Problem description >> In the entries below, how many lines hold the word "timestamp"? Answer with the number only.

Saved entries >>

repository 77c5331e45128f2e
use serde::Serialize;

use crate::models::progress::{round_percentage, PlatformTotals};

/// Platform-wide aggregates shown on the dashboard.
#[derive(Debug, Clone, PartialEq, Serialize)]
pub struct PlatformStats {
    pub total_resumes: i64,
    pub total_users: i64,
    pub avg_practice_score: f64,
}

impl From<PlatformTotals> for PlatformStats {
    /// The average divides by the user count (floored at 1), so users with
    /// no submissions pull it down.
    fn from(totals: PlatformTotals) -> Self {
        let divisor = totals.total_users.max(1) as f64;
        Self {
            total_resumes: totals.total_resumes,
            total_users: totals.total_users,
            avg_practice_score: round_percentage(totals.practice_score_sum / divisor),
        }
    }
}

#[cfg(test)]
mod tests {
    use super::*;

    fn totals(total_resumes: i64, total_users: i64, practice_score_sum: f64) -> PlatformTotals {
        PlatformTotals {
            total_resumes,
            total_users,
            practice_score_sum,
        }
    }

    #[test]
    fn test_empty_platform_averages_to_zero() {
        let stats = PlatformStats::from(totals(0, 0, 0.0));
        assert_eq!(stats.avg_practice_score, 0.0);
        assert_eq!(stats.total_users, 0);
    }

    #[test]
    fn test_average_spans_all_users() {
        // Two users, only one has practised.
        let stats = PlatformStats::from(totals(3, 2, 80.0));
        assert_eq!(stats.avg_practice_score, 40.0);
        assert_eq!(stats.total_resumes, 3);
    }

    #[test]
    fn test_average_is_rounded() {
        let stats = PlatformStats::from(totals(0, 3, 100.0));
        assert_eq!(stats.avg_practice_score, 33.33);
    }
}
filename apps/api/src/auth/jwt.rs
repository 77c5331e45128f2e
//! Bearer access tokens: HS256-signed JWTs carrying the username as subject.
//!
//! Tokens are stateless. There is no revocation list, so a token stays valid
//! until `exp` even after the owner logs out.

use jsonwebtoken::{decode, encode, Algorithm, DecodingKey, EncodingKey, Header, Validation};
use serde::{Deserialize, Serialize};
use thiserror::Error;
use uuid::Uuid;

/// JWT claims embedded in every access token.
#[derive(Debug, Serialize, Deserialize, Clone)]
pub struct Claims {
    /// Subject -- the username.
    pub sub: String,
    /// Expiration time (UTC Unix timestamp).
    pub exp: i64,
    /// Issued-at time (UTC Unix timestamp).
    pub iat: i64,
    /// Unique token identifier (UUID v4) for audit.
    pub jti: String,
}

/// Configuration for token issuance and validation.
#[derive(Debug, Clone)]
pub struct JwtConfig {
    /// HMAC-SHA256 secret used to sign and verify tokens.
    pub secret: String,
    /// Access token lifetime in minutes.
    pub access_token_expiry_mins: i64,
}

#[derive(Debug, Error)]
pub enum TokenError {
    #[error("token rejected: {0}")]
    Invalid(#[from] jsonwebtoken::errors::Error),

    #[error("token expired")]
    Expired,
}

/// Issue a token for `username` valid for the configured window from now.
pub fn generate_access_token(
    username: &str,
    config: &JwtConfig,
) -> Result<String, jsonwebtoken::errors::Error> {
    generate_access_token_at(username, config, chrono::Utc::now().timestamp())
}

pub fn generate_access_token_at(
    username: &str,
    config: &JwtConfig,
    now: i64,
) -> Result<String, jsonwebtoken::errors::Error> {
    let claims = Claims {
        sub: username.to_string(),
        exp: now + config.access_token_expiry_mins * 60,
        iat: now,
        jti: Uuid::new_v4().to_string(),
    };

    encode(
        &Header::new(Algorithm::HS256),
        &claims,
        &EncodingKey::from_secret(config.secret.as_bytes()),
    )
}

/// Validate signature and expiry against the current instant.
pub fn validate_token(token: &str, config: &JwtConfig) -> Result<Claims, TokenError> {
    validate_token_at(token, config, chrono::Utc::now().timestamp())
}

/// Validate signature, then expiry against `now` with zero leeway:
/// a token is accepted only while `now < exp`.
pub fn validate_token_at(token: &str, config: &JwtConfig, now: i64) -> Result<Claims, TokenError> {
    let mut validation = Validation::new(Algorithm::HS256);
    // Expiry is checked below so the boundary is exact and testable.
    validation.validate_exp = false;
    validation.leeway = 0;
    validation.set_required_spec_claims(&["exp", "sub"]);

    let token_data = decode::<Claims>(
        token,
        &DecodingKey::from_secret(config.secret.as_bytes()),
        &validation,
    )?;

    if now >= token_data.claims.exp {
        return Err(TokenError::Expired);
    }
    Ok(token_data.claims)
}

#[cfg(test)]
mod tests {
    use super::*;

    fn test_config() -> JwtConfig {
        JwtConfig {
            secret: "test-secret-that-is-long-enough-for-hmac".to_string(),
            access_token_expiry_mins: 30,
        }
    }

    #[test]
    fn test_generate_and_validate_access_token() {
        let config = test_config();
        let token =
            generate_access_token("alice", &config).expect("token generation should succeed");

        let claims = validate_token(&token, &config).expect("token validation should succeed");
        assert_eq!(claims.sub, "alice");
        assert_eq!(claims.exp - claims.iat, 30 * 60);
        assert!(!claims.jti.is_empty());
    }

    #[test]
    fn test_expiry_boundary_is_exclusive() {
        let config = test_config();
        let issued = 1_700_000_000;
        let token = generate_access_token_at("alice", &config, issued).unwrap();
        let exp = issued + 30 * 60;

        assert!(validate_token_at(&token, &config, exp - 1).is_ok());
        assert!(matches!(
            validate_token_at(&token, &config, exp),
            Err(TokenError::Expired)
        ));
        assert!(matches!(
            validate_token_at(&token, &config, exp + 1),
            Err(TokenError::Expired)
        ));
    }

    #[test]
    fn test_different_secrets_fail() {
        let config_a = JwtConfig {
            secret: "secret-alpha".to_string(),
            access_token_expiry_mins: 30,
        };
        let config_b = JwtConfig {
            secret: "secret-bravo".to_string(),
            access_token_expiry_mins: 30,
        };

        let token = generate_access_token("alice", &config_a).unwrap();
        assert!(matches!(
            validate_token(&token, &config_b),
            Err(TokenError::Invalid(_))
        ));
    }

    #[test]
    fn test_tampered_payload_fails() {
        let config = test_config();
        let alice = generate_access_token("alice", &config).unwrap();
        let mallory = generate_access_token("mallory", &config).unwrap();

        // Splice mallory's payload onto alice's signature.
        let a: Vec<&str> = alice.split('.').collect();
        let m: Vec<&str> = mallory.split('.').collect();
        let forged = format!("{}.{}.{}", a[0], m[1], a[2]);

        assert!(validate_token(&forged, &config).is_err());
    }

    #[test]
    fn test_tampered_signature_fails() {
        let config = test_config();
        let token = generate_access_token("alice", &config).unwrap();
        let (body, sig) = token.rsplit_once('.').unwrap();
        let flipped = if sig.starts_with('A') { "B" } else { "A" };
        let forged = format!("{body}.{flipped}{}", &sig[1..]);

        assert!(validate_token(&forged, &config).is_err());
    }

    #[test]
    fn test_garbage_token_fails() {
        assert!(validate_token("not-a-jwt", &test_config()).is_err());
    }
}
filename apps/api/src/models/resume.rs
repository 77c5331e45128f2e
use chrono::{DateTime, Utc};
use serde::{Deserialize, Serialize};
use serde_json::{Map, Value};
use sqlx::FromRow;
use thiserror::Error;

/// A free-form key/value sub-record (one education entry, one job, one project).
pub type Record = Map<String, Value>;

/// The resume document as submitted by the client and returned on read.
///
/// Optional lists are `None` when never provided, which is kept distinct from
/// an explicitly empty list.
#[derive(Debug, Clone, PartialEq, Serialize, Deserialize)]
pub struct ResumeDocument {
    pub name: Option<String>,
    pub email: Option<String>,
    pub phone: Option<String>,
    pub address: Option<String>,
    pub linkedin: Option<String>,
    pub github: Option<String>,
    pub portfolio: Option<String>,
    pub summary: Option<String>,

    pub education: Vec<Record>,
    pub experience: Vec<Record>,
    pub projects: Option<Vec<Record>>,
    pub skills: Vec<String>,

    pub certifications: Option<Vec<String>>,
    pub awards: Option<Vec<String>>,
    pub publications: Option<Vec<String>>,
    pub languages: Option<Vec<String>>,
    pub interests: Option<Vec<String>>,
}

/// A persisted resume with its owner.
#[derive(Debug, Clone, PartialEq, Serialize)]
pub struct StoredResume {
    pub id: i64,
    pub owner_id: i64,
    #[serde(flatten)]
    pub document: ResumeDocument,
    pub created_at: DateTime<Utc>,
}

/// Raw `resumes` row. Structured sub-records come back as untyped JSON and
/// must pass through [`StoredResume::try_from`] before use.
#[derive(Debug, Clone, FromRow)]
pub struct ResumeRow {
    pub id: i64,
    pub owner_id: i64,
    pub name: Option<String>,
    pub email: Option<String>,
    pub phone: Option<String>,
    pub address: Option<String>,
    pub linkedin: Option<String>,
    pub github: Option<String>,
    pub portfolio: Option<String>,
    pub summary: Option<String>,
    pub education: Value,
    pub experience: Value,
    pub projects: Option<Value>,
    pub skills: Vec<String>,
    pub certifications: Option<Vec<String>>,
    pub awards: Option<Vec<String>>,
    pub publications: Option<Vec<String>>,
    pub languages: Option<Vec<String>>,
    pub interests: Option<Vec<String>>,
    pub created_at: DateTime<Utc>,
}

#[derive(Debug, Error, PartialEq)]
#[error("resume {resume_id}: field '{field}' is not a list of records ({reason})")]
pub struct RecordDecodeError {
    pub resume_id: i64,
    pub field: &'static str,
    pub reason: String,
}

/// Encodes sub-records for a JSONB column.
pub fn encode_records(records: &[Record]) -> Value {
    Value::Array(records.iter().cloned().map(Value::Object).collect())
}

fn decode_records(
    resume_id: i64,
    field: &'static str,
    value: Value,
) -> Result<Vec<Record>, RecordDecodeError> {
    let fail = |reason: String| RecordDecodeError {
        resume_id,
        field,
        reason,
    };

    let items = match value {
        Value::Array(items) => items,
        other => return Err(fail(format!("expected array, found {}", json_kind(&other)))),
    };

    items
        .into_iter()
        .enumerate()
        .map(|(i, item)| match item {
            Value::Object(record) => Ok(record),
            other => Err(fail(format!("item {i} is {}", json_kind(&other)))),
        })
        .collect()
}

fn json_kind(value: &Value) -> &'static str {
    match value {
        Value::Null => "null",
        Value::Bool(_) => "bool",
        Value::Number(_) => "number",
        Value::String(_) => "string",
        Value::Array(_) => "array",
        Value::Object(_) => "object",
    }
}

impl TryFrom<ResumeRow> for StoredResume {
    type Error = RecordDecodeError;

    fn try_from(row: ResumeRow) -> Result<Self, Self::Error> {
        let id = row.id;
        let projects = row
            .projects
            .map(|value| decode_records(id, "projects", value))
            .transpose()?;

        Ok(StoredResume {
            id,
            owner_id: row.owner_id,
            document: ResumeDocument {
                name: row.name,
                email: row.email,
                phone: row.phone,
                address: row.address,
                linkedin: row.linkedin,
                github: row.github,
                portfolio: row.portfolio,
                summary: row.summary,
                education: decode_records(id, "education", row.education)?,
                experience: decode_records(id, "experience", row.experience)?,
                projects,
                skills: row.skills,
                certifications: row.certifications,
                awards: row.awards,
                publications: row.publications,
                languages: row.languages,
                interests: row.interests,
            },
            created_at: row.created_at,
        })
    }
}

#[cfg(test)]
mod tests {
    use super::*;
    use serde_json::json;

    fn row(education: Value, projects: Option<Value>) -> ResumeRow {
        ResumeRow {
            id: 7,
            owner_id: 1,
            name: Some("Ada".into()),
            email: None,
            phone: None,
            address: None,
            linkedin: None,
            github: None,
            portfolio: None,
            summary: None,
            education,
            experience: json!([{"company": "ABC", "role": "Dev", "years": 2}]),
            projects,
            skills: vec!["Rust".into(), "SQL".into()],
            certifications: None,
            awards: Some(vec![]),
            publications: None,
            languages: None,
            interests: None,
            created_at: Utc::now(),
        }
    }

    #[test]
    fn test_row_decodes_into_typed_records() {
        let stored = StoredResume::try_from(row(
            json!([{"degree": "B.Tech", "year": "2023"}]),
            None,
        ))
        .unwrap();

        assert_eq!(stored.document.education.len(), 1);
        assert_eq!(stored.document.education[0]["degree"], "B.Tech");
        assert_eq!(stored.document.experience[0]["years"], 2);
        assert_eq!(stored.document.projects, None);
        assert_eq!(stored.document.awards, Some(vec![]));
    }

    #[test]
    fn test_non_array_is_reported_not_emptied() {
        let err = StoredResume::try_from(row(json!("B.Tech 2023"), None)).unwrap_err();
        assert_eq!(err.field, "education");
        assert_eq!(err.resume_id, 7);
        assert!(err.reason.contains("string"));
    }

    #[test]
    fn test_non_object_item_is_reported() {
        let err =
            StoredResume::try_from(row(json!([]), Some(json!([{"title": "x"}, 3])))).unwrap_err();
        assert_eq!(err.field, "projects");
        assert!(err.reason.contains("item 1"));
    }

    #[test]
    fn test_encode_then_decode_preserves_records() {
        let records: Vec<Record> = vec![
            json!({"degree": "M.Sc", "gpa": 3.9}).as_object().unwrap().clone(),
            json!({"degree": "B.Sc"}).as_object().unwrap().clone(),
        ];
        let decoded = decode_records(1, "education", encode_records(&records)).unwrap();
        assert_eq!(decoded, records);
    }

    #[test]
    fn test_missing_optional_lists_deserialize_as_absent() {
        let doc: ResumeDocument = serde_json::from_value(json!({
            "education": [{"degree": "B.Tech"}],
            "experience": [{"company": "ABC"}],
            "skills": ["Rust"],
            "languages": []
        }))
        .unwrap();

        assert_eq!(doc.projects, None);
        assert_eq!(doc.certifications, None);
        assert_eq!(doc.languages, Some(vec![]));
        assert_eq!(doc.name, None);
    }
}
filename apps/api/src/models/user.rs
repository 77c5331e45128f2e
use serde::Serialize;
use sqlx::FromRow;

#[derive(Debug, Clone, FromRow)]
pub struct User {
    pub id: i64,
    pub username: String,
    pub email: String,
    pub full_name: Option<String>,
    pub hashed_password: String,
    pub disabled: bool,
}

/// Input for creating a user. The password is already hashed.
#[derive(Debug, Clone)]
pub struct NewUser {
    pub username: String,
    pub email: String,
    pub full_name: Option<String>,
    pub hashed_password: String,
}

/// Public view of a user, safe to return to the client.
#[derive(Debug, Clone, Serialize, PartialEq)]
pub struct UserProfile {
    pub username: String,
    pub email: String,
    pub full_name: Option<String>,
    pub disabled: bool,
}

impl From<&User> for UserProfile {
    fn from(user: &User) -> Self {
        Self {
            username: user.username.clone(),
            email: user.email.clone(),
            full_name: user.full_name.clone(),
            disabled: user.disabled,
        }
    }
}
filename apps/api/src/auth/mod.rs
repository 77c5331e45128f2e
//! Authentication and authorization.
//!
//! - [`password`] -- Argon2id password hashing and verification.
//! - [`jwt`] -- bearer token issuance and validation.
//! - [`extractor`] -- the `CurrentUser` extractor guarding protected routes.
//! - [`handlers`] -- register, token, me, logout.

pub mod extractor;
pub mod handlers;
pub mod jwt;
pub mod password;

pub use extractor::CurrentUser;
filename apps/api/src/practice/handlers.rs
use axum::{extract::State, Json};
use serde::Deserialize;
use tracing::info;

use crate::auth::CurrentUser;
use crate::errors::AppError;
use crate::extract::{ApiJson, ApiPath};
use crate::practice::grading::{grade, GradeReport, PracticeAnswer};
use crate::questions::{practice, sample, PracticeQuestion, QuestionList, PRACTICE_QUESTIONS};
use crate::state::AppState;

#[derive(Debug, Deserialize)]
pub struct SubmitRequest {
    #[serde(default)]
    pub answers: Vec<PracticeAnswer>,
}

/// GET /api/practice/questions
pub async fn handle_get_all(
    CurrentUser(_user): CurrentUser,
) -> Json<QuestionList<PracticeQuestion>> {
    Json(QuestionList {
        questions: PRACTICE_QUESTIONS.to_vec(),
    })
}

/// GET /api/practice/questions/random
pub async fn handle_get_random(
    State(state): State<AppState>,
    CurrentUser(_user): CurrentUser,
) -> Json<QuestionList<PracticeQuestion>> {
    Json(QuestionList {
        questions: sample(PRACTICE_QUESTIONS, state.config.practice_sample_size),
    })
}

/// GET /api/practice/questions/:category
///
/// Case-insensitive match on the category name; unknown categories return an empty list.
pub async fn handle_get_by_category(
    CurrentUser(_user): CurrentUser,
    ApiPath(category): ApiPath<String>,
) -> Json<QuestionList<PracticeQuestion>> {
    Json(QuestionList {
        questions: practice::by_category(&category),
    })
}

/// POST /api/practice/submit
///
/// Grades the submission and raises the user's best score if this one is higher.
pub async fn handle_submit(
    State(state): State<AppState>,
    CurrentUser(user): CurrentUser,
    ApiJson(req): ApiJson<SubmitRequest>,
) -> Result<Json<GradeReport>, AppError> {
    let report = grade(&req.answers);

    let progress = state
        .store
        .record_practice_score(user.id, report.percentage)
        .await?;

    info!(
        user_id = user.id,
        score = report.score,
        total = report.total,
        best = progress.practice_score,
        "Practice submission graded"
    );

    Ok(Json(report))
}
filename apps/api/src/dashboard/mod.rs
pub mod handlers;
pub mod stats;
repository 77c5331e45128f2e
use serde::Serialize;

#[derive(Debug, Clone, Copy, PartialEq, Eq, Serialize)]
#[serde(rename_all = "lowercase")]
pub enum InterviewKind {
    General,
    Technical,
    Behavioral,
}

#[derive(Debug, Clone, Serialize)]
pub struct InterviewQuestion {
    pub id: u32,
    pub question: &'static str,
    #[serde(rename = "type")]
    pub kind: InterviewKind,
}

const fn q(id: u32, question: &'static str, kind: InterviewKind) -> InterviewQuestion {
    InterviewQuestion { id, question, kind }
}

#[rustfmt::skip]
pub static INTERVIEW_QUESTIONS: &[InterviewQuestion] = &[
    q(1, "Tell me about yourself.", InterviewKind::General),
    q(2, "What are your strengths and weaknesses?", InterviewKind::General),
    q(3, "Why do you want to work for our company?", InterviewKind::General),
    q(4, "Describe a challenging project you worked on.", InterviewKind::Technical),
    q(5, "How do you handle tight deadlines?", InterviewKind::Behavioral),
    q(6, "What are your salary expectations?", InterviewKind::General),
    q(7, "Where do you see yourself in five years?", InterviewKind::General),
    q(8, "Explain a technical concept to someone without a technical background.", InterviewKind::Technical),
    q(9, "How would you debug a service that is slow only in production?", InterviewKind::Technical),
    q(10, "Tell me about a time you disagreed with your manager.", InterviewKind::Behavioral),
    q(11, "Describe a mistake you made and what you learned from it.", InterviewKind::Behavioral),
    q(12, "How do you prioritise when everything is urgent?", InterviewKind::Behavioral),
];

Written solution >> 4